→ Assignment:
Copy out all lines in the data below containing the string "RegionMap".

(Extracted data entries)
//! Virtual-address resolution over a captured memory image.
//!
//! The dump parser collaborator hands us a read-only byte view of the
//! dump file plus an ordered table mapping 32-bit virtual-address ranges
//! to file offsets. Pointers inside dump structs are followed through
//! that table; anything that does not land inside a captured region is
//! rejected rather than guessed at.

use log::trace;

use crate::bytes::{self, Endian};
use crate::records::{FormId, form_ref};
use crate::schema::tags::FormType;

/// Read-only access to the mapped dump image.
///
/// Reads are synchronous and carry their own offsets, so a single view
/// can be shared by every struct reader without coordination.
pub trait DumpView {
    /// Total length of the underlying file in bytes.
    fn len(&self) -> u64;

    /// Fill `dst` from `offset`. Fails if the window extends past the
    /// end of the file.
    fn read_at(&self, offset: u64, dst: &mut [u8]) -> Result<(), bytes::Error>;

    fn is_empty(&self) -> bool {
        self.len() == 0
    }
}

impl DumpView for [u8] {
    fn len(&self) -> u64 {
        <[u8]>::len(self) as u64
    }

    fn read_at(&self, offset: u64, dst: &mut [u8]) -> Result<(), bytes::Error> {
        let start = usize::try_from(offset).map_err(|_| bytes::Error::OutOfBounds)?;
        let end = start.checked_add(dst.len()).ok_or(bytes::Error::OutOfBounds)?;
        let src = self.get(start..end).ok_or(bytes::Error::OutOfBounds)?;
        dst.copy_from_slice(src);
        Ok(())
    }
}

impl DumpView for Vec<u8> {
    fn len(&self) -> u64 {
        self.as_slice().len() as u64
    }

    fn read_at(&self, offset: u64, dst: &mut [u8]) -> Result<(), bytes::Error> {
        self.as_slice().read_at(offset, dst)
    }
}

/// One captured memory region.
#[derive(Debug, Clone, Copy, PartialEq, Eq)]
pub struct Region {
    pub virtual_address: u32,
    pub size: u32,
    pub file_offset: u64,
}

/// Ordered table of captured regions.
///
/// The table is small (tens of entries for a console minidump), so
/// lookup is a linear scan; no caching is kept.
#[derive(Debug, Clone, Default)]
pub struct RegionMap {
    regions: Vec<Region>,
}

impl RegionMap {
    #[must_use]
    pub fn new(mut regions: Vec<Region>) -> Self {
        regions.sort_by_key(|r| r.virtual_address);
        Self { regions }
    }

    /// File offset for a virtual address, if it lies inside a captured
    /// region.
    #[must_use]
    pub fn va_to_file(&self, va: u32) -> Option<u64> {
        self.regions
            .iter()
            .find(|r| va >= r.virtual_address && (va - r.virtual_address) < r.size)
            .map(|r| r.file_offset + u64::from(va - r.virtual_address))
    }

    /// True iff `va` is nonzero and resolves to a captured region.
    ///
    /// Pointers are 32-bit on the console target regardless of the host.
    #[must_use]
    pub fn is_valid_pointer(&self, va: u32) -> bool {
        va != 0 && self.va_to_file(va).is_some()
    }

    #[must_use]
    pub fn regions(&self) -> &[Region] {
        &self.regions
    }
}

/// Offset of the 8-bit form-type code inside a `TESForm` header.
pub const TESFORM_TYPE_OFFSET: u64 = 4;
/// Offset of the big-endian form ID inside a `TESForm` header.
pub const TESFORM_ID_OFFSET: u64 = 12;
const TESFORM_HEADER_SIZE: usize = 16;

/// `TESForm` prefix common to every in-memory game object.
#[derive(Debug, Clone, Copy, PartialEq, Eq)]
pub struct FormHeader {
    pub form_type: FormType,
    pub form_id: FormId,
}

/// Follow a virtual address to a `TESForm` header.
///
/// Returns `None` for null or unmapped pointers, for targets whose
/// form-type byte is not a known code, and for sentinel form IDs.
pub fn read_form_header<V: DumpView + ?Sized>(
    view: &V,
    map: &RegionMap,
    va: u32,
) -> Option<FormHeader> {
    let offset = if map.is_valid_pointer(va) {
        map.va_to_file(va)?
    } else {
        return None;
    };
    let mut header = [0u8; TESFORM_HEADER_SIZE];
    if view.read_at(offset, &mut header).is_err() {
        trace!("form header at va {va:#010x} extends past the dump");
        return None;
    }
    let code = header[TESFORM_TYPE_OFFSET as usize];
    let form_type = FormType::try_from(code).ok()?;
    let raw_id = bytes::read_u32(&header, TESFORM_ID_OFFSET as usize, Endian::Big).ok()?;
    let form_id = form_ref(raw_id)?;
    Some(FormHeader { form_type, form_id })
}

/// Follow a pointer and return only the referenced form ID.
///
/// Used for embedded cross-reference pointers; an invalid target yields
/// `None` so the caller stores an absent reference, never garbage.
pub fn deref_form_id<V: DumpView + ?Sized>(view: &V, map: &RegionMap, va: u32) -> Option<FormId> {
    read_form_header(view, map, va).map(|h| h.form_id)
}

#[cfg(test)]
mod tests {
    use super::*;

    fn map() -> RegionMap {
        RegionMap::new(vec![
            Region { virtual_address: 0x8200_0000, size: 0x100, file_offset: 0x40 },
            Region { virtual_address: 0x8000_1000, size: 0x1000, file_offset: 0x200 },
        ])
    }

    #[test]
    fn resolves_inside_regions() {
        let m = map();
        assert_eq!(m.va_to_file(0x8000_1000), Some(0x200));
        assert_eq!(m.va_to_file(0x8000_1fff), Some(0x11ff));
        assert_eq!(m.va_to_file(0x8200_0010), Some(0x50));
        assert_eq!(m.va_to_file(0x8000_0fff), None);
        assert_eq!(m.va_to_file(0x8000_2000), None);
    }

    #[test]
    fn null_pointer_is_never_valid() {
        let m = RegionMap::new(vec![Region {
            virtual_address: 0,
            size: 0x100,
            file_offset: 0,
        }]);
        assert!(!m.is_valid_pointer(0));
        assert!(m.is_valid_pointer(0x10));
    }

    #[test]
    fn form_header_roundtrip() {
        // 0x200-byte file, region maps va 0x8000_0000 -> file 0x20.
        let mut file = vec![0u8; 0x200];
        let base = 0x20;
        file[base + TESFORM_TYPE_OFFSET as usize] = FormType::Weapon as u8;
        file[base + TESFORM_ID_OFFSET as usize..base + TESFORM_ID_OFFSET as usize + 4]
            .copy_from_slice(&0x0001_2345u32.to_be_bytes());
        let map = RegionMap::new(vec![Region {
            virtual_address: 0x8000_0000,
            size: 0x100,
            file_offset: base as u64,
        }]);

        let header = read_form_header(file.as_slice(), &map, 0x8000_0000).unwrap();
        assert_eq!(header.form_type, FormType::Weapon);
        assert_eq!(header.form_id, 0x0001_2345);

        assert!(read_form_header(file.as_slice(), &map, 0).is_none());
        assert!(read_form_header(file.as_slice(), &map, 0x9000_0000).is_none());
    }

    #[test]
    fn header_past_end_of_file_is_rejected() {
        let file = vec![0u8; 0x10];
        let map = RegionMap::new(vec![Region {
            virtual_address: 0x8000_0000,
            size: 0x100,
            file_offset: 0x8,
        }]);
        assert!(read_form_header(file.as_slice(), &map, 0x8000_0000).is_none());
    }
}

→ Response to this task:
pub struct RegionMap {
impl RegionMap {
    map: &RegionMap,
pub fn deref_form_id<V: DumpView + ?Sized>(view: &V, map: &RegionMap, va: u32) -> Option<FormId> {
    fn map() -> RegionMap {
        RegionMap::new(vec![
        let m = RegionMap::new(vec![Region {
        let map = RegionMap::new(vec![Region {
        let map = RegionMap::new(vec![Region {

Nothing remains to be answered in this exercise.